PROBLEM DETAILS:
Copy out each line from the start of the material below until the line with "pub enum ConfigError", that line included.

**** STUDY MATERIAL ****

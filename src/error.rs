//! Error types for the mock runtime.
//!
//! One enum per concern: definition loading, structural validation,
//! extension loading, per-message matching and handler startup.

use std::path::PathBuf;
use thiserror::Error;

use crate::config::Protocol;

/// Structural problems in a mock definition.
///
/// Validation never looks at template or regex syntax; those fail later at
/// render or listen time.
#[derive(Debug, Error, PartialEq, Eq)]
pub enum ValidationError {
    /// `protocol` named something no handler implements
    #[error("unsupported protocol: {0}")]
    UnsupportedProtocol(String),

    /// Port outside 1-65535
    #[error("port must be between 1 and 65535, got {0}")]
    InvalidPort(u16),

    /// HTTP definition without routes
    #[error("'routes' must be defined for HTTP protocol")]
    MissingRoutes,

    /// TCP or WebSocket definition without an `onMessage` block
    #[error("'onMessage' must be defined for {0} protocol")]
    MissingOnMessage(Protocol),

    /// SFTP definition without files
    #[error("'files' must be defined for SFTP protocol")]
    MissingFiles,

    /// SFTP definition without credentials
    #[error("'sftpAuth' must be defined for SFTP protocol")]
    MissingSftpAuth,

    /// SFTP credentials with an empty username or password
    #[error("'sftpAuth' must include username and password")]
    IncompleteSftpAuth,
}

/// Errors raised while reading a definition document.
#[derive(Debug, Error)]
pub enum ConfigError {
    /// The file could not be read
    #[error("error reading file {path}: {source}")]
    Io {
        path: PathBuf,
        #[source]
        source: std::io::Error,
    },

    /// JSON document did not match the definition shape
    #[error("invalid JSON format: {0}")]
    Json(#[from] serde_json::Error),

    /// YAML document did not match the definition shape
    #[error("invalid YAML format: {0}")]
    Yaml(#[from] serde_yaml::Error),

    /// Document parsed but failed structural validation
    #[error("schema validation failed: {0}")]
    Validation(#[from] ValidationError),
}

/// Errors raised while fetching an extension fragment.
#[derive(Debug, Error)]
pub enum ExtensionError {
    /// Remote fetch failed at the transport level
    #[error("failed to fetch {source_url}: {error}")]
    Http {
        source_url: String,
        #[source]
        error: reqwest::Error,
    },

    /// Remote fetch returned something other than 200
    #[error("failed to fetch {source_url}: status {status}")]
    Status { source_url: String, status: u16 },

    /// Local file could not be read
    #[error("failed to read {path}: {error}")]
    Io {
        path: String,
        #[source]
        error: std::io::Error,
    },
}

/// Per-message failures inside the matching pipeline. Always recovered by
/// the owning connection.
#[derive(Debug, Error)]
pub enum PipelineError {
    /// The definition carries no `onMessage` block
    #[error("onMessage is not defined")]
    MissingRules,

    /// A response template failed to render
    #[error("failed to render {stage}: {source}")]
    Render {
        stage: String,
        #[source]
        source: handlebars::RenderError,
    },
}

/// Errors surfaced by a protocol handler's `start`/`stop`.
#[derive(Debug, Error)]
pub enum StartError {
    /// The definition should never have reached a handler
    #[error(transparent)]
    Validation(#[from] ValidationError),

    /// Listener could not bind (typically the port is in use)
    #[error("failed to listen on port {port}: {source}")]
    Bind {
        port: u16,
        #[source]
        source: std::io::Error,
    },

    /// Listener bound but the server loop died right away
    #[error("server on port {port} exited during startup: {reason}")]
    Exited { port: u16, reason: String },

    /// SSH host key could not be loaded or generated
    #[error("failed to load host key: {0}")]
    HostKey(String),

    /// Filesystem work required before listening failed
    #[error("I/O error: {0}")]
    Io(#[from] std::io::Error),

    /// `start` called twice without `stop`
    #[error("handler is already running")]
    AlreadyRunning,
}

/// Convenience alias for handler lifecycle results.
pub type StartResult<T> = std::result::Result<T, StartError>;

#[cfg(test)]
mod tests {
    use super::*;

    #[test]
    fn test_validation_messages() {
        assert_eq!(
            ValidationError::UnsupportedProtocol("smtp".into()).to_string(),
            "unsupported protocol: smtp"
        );
        assert_eq!(
            ValidationError::MissingOnMessage(Protocol::Ws).to_string(),
            "'onMessage' must be defined for ws protocol"
        );
    }

    #[test]
    fn test_config_error_wraps_validation() {
        let err: ConfigError = ValidationError::MissingRoutes.into();
        assert_eq!(
            err.to_string(),
            "schema validation failed: 'routes' must be defined for HTTP protocol"
        );
    }

    #[test]
    fn test_bind_error_names_port() {
        let err = StartError::Bind {
            port: 8080,
            source: std::io::Error::new(std::io::ErrorKind::AddrInUse, "address in use"),
        };
        assert!(err.to_string().contains("8080"));
        assert!(err.to_string().contains("address in use"));
    }
}
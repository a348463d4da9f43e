//! Protocol handlers.
//!
//! Each handler turns a validated [`MockDefinition`] into a live listener.
//! [`MockServer`] picks the handler for a definition's protocol.

pub mod http;
pub mod sftp;
pub mod tcp;
pub mod ws;

use async_trait::async_trait;
use std::future::Future;
use std::net::SocketAddr;
use std::sync::Arc;
use std::time::Duration;
use tokio::net::{TcpListener, TcpStream};
use tokio::task::JoinHandle;
use tokio_util::sync::CancellationToken;
use tracing::{debug, error, info, warn};

use crate::config::{MockDefinition, Protocol, RuntimeSettings};
use crate::error::{StartError, StartResult};
use crate::extensions::Registry;
use crate::template::TemplateEngine;

pub use http::HttpHandler;
pub use sftp::SftpHandler;
pub use tcp::TcpHandler;
pub use ws::WsHandler;

/// Common start/stop contract for every protocol.
#[async_trait]
pub trait ProtocolHandler: Send {
    /// Protocol this handler serves.
    fn protocol(&self) -> Protocol;

    /// Bind the listener and start serving in the background.
    ///
    /// Returns once the listener is up; bind failures are returned here.
    async fn start(&mut self, def: &MockDefinition) -> StartResult<()>;

    /// Close the listener. Established connections are left to finish.
    async fn stop(&mut self) -> StartResult<()>;

    /// Address the listener is bound to while running.
    fn local_addr(&self) -> Option<SocketAddr>;
}

/// A handler for any protocol.
pub enum MockServer {
    Http(HttpHandler),
    Tcp(TcpHandler),
    Ws(WsHandler),
    Sftp(SftpHandler),
}

impl MockServer {
    /// Create the (stopped) handler for a protocol.
    pub fn for_protocol(protocol: Protocol, settings: RuntimeSettings) -> Self {
        match protocol {
            Protocol::Http => MockServer::Http(HttpHandler::new(settings)),
            Protocol::Tcp => MockServer::Tcp(TcpHandler::new(settings)),
            Protocol::Ws => MockServer::Ws(WsHandler::new(settings)),
            Protocol::Sftp => MockServer::Sftp(SftpHandler::new(settings)),
        }
    }

    /// Validate a definition, then start the matching handler.
    pub async fn launch(def: &MockDefinition, settings: RuntimeSettings) -> StartResult<Self> {
        def.validate()?;
        let mut server = Self::for_protocol(def.protocol, settings);
        server.start(def).await?;
        Ok(server)
    }

    fn handler(&self) -> &dyn ProtocolHandler {
        match self {
            MockServer::Http(h) => h,
            MockServer::Tcp(h) => h,
            MockServer::Ws(h) => h,
            MockServer::Sftp(h) => h,
        }
    }

    fn handler_mut(&mut self) -> &mut dyn ProtocolHandler {
        match self {
            MockServer::Http(h) => h,
            MockServer::Tcp(h) => h,
            MockServer::Ws(h) => h,
            MockServer::Sftp(h) => h,
        }
    }
}

#[async_trait]
impl ProtocolHandler for MockServer {
    fn protocol(&self) -> Protocol {
        self.handler().protocol()
    }

    async fn start(&mut self, def: &MockDefinition) -> StartResult<()> {
        self.handler_mut().start(def).await
    }

    async fn stop(&mut self) -> StartResult<()> {
        self.handler_mut().stop().await
    }

    fn local_addr(&self) -> Option<SocketAddr> {
        self.handler().local_addr()
    }
}

/// Log what is about to start.
pub(crate) fn log_definition(def: &MockDefinition) {
    info!(
        name = %def.display_name(),
        protocol = %def.protocol,
        port = def.port,
        imports = def.import.len(),
        "Starting mock"
    );
    if let Some(timeout) = def.session.as_ref().and_then(|s| s.timeout.as_deref()) {
        debug!(timeout = %timeout, "Session timeout is advisory and not enforced");
    }
}

/// Load the definition's imports and compile the template engine for it.
pub(crate) async fn build_engine(def: &MockDefinition) -> Arc<TemplateEngine> {
    let registry = Registry::load_imports(&def.import).await;
    Arc::new(TemplateEngine::new(&registry))
}

/// Bind a TCP listener for a mock.
pub(crate) async fn bind_listener(settings: &RuntimeSettings, port: u16) -> StartResult<TcpListener> {
    TcpListener::bind(settings.bind_addr(port))
        .await
        .map_err(|source| StartError::Bind { port, source })
}

/// Pause after a failed `accept` (e.g. out of file descriptors).
pub(crate) const ACCEPT_BACKOFF: Duration = Duration::from_millis(100);

/// Wait out [`ACCEPT_BACKOFF`]. Returns `false` if cancelled first.
async fn accept_backoff(cancel: &CancellationToken) -> bool {
    tokio::select! {
        _ = cancel.cancelled() => false,
        _ = tokio::time::sleep(ACCEPT_BACKOFF) => true,
    }
}

/// A background accept loop and the token that ends it.
pub(crate) struct RunningListener {
    pub(crate) addr: SocketAddr,
    cancel: CancellationToken,
    task: JoinHandle<()>,
}

impl RunningListener {
    /// Stop accepting. Dropping the listener closes the socket.
    pub(crate) async fn shutdown(self) {
        self.cancel.cancel();
        if let Err(e) = self.task.await {
            if e.is_panic() {
                error!(addr = %self.addr, "Accept loop panicked");
            }
        }
    }
}

/// Run `on_conn` for every accepted connection, each in its own task.
///
/// A panic inside one connection is logged and ends only that connection.
/// Accept errors are logged and retried after a short pause; cancellation
/// ends the loop.
pub(crate) fn spawn_accept_loop<F, Fut>(
    listener: TcpListener,
    protocol: Protocol,
    on_conn: F,
) -> StartResult<RunningListener>
where
    F: Fn(TcpStream, SocketAddr) -> Fut + Send + Sync + 'static,
    Fut: Future<Output = ()> + Send + 'static,
{
    let addr = listener.local_addr()?;
    let cancel = CancellationToken::new();
    let loop_cancel = cancel.clone();

    let task = tokio::spawn(async move {
        loop {
            tokio::select! {
                _ = loop_cancel.cancelled() => {
                    info!(%protocol, %addr, "Listener closed");
                    break;
                }
                accepted = listener.accept() => match accepted {
                    Ok((stream, peer)) => {
                        debug!(%protocol, %peer, "Accepted connection");
                        let conn = tokio::spawn(on_conn(stream, peer));
                        tokio::spawn(async move {
                            if let Err(e) = conn.await {
                                if e.is_panic() {
                                    error!(%protocol, %peer, "Connection handler panicked");
                                }
                            }
                        });
                    }
                    Err(e) => {
                        warn!(%protocol, error = %e, "Failed to accept connection");
                        if !accept_backoff(&loop_cancel).await {
                            info!(%protocol, %addr, "Listener closed");
                            break;
                        }
                    }
                }
            }
        }
    });

    Ok(RunningListener { addr, cancel, task })
}
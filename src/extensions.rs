//! Extension registry.
//!
//! Extensions are named template fragments (`.kurof` files) imported by a
//! definition from local paths or remote URLs. The registry is built once per
//! mock start and is read-only afterwards.

use indexmap::IndexMap;
use std::path::Path;
use tracing::{info, warn};

use crate::error::ExtensionError;

/// A loaded template fragment.
#[derive(Debug, Clone, PartialEq, Eq)]
pub struct Extension {
    /// Registry key; also the partial name when the fragment has no inline blocks
    pub name: String,
    /// Origin path or URL
    pub source: String,
    /// Raw fragment text
    pub content: String,
}

/// Name to extension map. Registering an existing name replaces it.
#[derive(Debug, Clone, Default)]
pub struct Registry {
    extensions: IndexMap<String, Extension>,
}

impl Registry {
    /// Create an empty registry.
    pub fn new() -> Self {
        Self::default()
    }

    /// Register a fragment. Last writer wins, and a replaced fragment moves
    /// to the end of the registration order.
    pub fn register(
        &mut self,
        name: impl Into<String>,
        content: impl Into<String>,
        source: impl Into<String>,
    ) {
        let name = name.into();
        self.extensions.shift_remove(&name);
        self.extensions.insert(
            name.clone(),
            Extension {
                name,
                source: source.into(),
                content: content.into(),
            },
        );
    }

    #[cfg(test)]
    pub(crate) fn get(&self, name: &str) -> Option<&Extension> {
        self.extensions.get(name)
    }

    /// Iterate fragments in registration order.
    pub fn iter(&self) -> impl Iterator<Item = &Extension> {
        self.extensions.values()
    }

    pub fn len(&self) -> usize {
        self.extensions.len()
    }

    pub fn is_empty(&self) -> bool {
        self.extensions.is_empty()
    }

    /// Load every import in order. Failures are logged and skipped.
    pub async fn load_imports(imports: &[String]) -> Self {
        let mut registry = Self::new();
        for source in imports {
            match load_source(source).await {
                Ok(content) => {
                    let name = extension_name(source);
                    info!(file = %source, name = %name, "Loaded extension");
                    registry.register(name, content, source.as_str());
                }
                Err(e) => {
                    warn!(file = %source, error = %e, "Failed to load extension, skipping");
                }
            }
        }
        registry
    }
}

/// Fetch raw fragment text. `http://` and `https://` sources are fetched
/// remotely and must answer 200; anything else is read from disk.
pub async fn load_source(source: &str) -> Result<String, ExtensionError> {
    if source.starts_with("http://") || source.starts_with("https://") {
        let response = reqwest::get(source)
            .await
            .map_err(|error| ExtensionError::Http {
                source_url: source.to_string(),
                error,
            })?;

        let status = response.status();
        if status != reqwest::StatusCode::OK {
            return Err(ExtensionError::Status {
                source_url: source.to_string(),
                status: status.as_u16(),
            });
        }

        return response.text().await.map_err(|error| ExtensionError::Http {
            source_url: source.to_string(),
            error,
        });
    }

    tokio::fs::read_to_string(source)
        .await
        .map_err(|error| ExtensionError::Io {
            path: source.to_string(),
            error,
        })
}

/// Registry name for a source: the file stem of its last path segment.
pub fn extension_name(source: &str) -> String {
    let without_query = source.split(['?', '#']).next().unwrap_or(source);
    let last = without_query
        .trim_end_matches('/')
        .rsplit('/')
        .next()
        .unwrap_or(without_query);

    Path::new(last)
        .file_stem()
        .and_then(|s| s.to_str())
        .filter(|s| !s.is_empty())
        .map(String::from)
        .unwrap_or_else(|| source.to_string())
}
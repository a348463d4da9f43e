//! TCP mock handler.
//!
//! One read, one response, then the connection is closed.

use async_trait::async_trait;
use std::net::SocketAddr;
use std::sync::Arc;
use tokio::io::{AsyncReadExt, AsyncWriteExt};
use tokio::net::TcpStream;
use tracing::{debug, error, info, warn};

use super::{bind_listener, build_engine, log_definition, spawn_accept_loop, ProtocolHandler, RunningListener};
use crate::config::{MockDefinition, Protocol, RuntimeSettings};
use crate::error::{PipelineError, StartError, StartResult};
use crate::matcher::MessagePipeline;

/// Largest message read from a connection.
pub const READ_BUFFER_SIZE: usize = 2048;

/// Serves a definition's `onMessage` rules over raw TCP.
pub struct TcpHandler {
    settings: RuntimeSettings,
    running: Option<RunningListener>,
}

impl TcpHandler {
    pub fn new(settings: RuntimeSettings) -> Self {
        Self {
            settings,
            running: None,
        }
    }
}

#[async_trait]
impl ProtocolHandler for TcpHandler {
    fn protocol(&self) -> Protocol {
        Protocol::Tcp
    }

    async fn start(&mut self, def: &MockDefinition) -> StartResult<()> {
        if self.running.is_some() {
            return Err(StartError::AlreadyRunning);
        }
        def.validate()?;
        log_definition(def);

        let engine = build_engine(def).await;
        let pipeline = Arc::new(MessagePipeline::new(def, engine));

        let listener = bind_listener(&self.settings, def.port).await?;
        let running = spawn_accept_loop(listener, Protocol::Tcp, move |stream, peer| {
            handle_connection(stream, peer, Arc::clone(&pipeline))
        })?;

        info!(addr = %running.addr, name = %def.display_name(), "TCP mock listening");
        self.running = Some(running);
        Ok(())
    }

    async fn stop(&mut self) -> StartResult<()> {
        if let Some(running) = self.running.take() {
            running.shutdown().await;
        }
        Ok(())
    }

    fn local_addr(&self) -> Option<SocketAddr> {
        self.running.as_ref().map(|r| r.addr)
    }
}

async fn handle_connection(mut stream: TcpStream, peer: SocketAddr, pipeline: Arc<MessagePipeline>) {
    if !pipeline.has_rules() {
        error!(%peer, "onMessage is not defined for TCP mock");
        let diagnostic = format!("error: {}\n", PipelineError::MissingRules);
        if let Err(e) = stream.write_all(diagnostic.as_bytes()).await {
            debug!(%peer, error = %e, "Failed to write diagnostic");
        }
        return;
    }

    let mut buf = vec![0u8; READ_BUFFER_SIZE];
    let n = match stream.read(&mut buf).await {
        Ok(0) => {
            debug!(%peer, "Connection closed before any data");
            return;
        }
        Ok(n) => n,
        Err(e) => {
            warn!(%peer, error = %e, "Failed to read from connection");
            return;
        }
    };

    let input = String::from_utf8_lossy(&buf[..n]);
    info!(%peer, input = %input, "Received TCP message");

    match pipeline.respond(&input) {
        Ok(Some(mut response)) => {
            if !response.is_empty() && !response.ends_with('\n') {
                response.push('\n');
            }
            if let Err(e) = stream.write_all(response.as_bytes()).await {
                warn!(%peer, error = %e, "Failed to write response");
                return;
            }
            debug!(%peer, bytes = response.len(), "Sent TCP response");
        }
        Ok(None) => debug!(%peer, "No condition matched, closing without response"),
        Err(e) => error!(%peer, error = %e, "Failed to build response"),
    }

    if let Err(e) = stream.shutdown().await {
        debug!(%peer, error = %e, "Failed to shut down connection");
    }
}
impl VirtualRoot {
    pub fn new(base: impl Into<PathBuf>) -> Self {
        Self { base: base.into() }
    }

    pub fn base(&self) -> &Path {
        &self.base
    }

    /// Canonical `/a/b` form of a client path. `..` never climbs above `/`.
    pub fn normalize(path: &str) -> String {
        format!("/{}", components(path).join("/"))
    }

    /// Real location of a client path. Always inside the base directory.
    pub fn resolve(&self, path: &str) -> PathBuf {
        components(path)
            .into_iter()
            .fold(self.base.clone(), |acc, part| acc.join(part))
    }

    /// Write every entry into the tree, creating parents as needed.
    ///
    /// Failing to create the base directory is an error; a single entry that
    /// cannot be written is logged and skipped.
    pub async fn materialize(&self, files: &[FileEntry]) -> std::io::Result<()> {
        tokio::fs::create_dir_all(&self.base).await?;

        for entry in files {
            let target = self.resolve(&entry.path);
            if target == self.base {
                warn!(path = %entry.path, "File entry has no name, skipping");
                continue;
            }
            if let Some(parent) = target.parent() {
                if let Err(e) = tokio::fs::create_dir_all(parent).await {
                    warn!(path = %entry.path, error = %e, "Failed to create parent directory");
                    continue;
                }
            }
            match tokio::fs::write(&target, entry.content.as_bytes()).await {
                Ok(()) => debug!(path = %entry.path, bytes = entry.content.len(), "Materialized file"),
                Err(e) => warn!(path = %entry.path, error = %e, "Failed to write file"),
            }
        }
        Ok(())
    }
}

****

SOLUTION TO THE EXERCISE:
filename src/error.rs
//! Error types for the mock runtime.
//!
//! One enum per concern: definition loading, structural validation,
//! extension loading, per-message matching and handler startup.

use std::path::PathBuf;
use thiserror::Error;

use crate::config::Protocol;

/// Structural problems in a mock definition.
///
/// Validation never looks at template or regex syntax; those fail later at
/// render or listen time.
#[derive(Debug, Error, PartialEq, Eq)]
pub enum ValidationError {
    /// `protocol` named something no handler implements
    #[error("unsupported protocol: {0}")]
    UnsupportedProtocol(String),

    /// Port outside 1-65535
    #[error("port must be between 1 and 65535, got {0}")]
    InvalidPort(u16),

    /// HTTP definition without routes
    #[error("'routes' must be defined for HTTP protocol")]
    MissingRoutes,

    /// TCP or WebSocket definition without an `onMessage` block
    #[error("'onMessage' must be defined for {0} protocol")]
    MissingOnMessage(Protocol),

    /// SFTP definition without files
    #[error("'files' must be defined for SFTP protocol")]
    MissingFiles,

    /// SFTP definition without credentials
    #[error("'sftpAuth' must be defined for SFTP protocol")]
    MissingSftpAuth,

    /// SFTP credentials with an empty username or password
    #[error("'sftpAuth' must include username and password")]
    IncompleteSftpAuth,
}

/// Errors raised while reading a definition document.
#[derive(Debug, Error)]
pub enum ConfigError {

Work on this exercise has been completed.